Activity: Determine the number of lines in the listing below where the string "Error" occurs; answer with the number alone.

Raw data:
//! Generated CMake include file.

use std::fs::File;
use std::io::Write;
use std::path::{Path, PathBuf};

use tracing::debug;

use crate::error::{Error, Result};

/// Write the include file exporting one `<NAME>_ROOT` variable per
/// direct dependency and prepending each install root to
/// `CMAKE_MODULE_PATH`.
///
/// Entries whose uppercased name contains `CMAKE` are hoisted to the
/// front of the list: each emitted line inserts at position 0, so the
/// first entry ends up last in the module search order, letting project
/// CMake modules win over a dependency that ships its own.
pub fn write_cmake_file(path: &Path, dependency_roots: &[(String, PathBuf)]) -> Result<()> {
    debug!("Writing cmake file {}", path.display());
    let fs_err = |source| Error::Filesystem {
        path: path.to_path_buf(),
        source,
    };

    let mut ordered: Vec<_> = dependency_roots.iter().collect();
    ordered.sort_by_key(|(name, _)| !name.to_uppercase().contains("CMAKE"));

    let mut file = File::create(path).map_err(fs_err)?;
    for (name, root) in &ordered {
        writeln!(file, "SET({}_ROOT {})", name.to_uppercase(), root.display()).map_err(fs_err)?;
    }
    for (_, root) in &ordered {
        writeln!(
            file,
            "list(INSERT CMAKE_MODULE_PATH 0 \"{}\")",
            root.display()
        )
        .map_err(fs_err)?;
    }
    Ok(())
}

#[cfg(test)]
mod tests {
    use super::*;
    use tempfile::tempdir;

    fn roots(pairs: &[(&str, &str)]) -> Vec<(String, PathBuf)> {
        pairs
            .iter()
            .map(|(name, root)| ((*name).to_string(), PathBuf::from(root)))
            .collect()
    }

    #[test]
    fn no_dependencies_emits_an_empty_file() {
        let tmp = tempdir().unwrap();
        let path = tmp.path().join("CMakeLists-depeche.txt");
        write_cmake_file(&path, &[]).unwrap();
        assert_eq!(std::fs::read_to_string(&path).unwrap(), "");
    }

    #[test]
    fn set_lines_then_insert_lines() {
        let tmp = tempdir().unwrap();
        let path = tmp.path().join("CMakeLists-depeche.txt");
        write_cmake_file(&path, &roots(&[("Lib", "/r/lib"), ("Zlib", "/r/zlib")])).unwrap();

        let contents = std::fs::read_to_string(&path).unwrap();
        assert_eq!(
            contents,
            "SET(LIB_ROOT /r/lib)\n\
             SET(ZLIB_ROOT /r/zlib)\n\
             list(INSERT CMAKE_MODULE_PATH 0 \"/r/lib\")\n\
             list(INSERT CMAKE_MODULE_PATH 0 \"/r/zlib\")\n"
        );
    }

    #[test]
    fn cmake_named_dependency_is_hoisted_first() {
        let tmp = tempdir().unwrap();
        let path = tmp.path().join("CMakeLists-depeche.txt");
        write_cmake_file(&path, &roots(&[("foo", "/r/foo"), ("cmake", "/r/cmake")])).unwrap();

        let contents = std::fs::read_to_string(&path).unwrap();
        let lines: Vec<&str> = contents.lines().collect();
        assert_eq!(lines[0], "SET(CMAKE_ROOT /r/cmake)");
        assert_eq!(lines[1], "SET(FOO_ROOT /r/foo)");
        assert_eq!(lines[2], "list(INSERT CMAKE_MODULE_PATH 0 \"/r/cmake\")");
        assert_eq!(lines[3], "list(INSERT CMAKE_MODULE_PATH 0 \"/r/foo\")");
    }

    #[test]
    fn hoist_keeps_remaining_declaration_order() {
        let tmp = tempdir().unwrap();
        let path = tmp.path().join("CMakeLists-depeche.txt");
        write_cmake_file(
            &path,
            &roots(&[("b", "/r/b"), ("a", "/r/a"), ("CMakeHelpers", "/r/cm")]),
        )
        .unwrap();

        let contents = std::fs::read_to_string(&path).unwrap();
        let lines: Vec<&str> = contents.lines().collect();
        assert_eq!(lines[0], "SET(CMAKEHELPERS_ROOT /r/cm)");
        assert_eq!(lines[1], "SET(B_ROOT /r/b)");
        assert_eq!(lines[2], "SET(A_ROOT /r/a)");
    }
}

Answer for this exercise: 2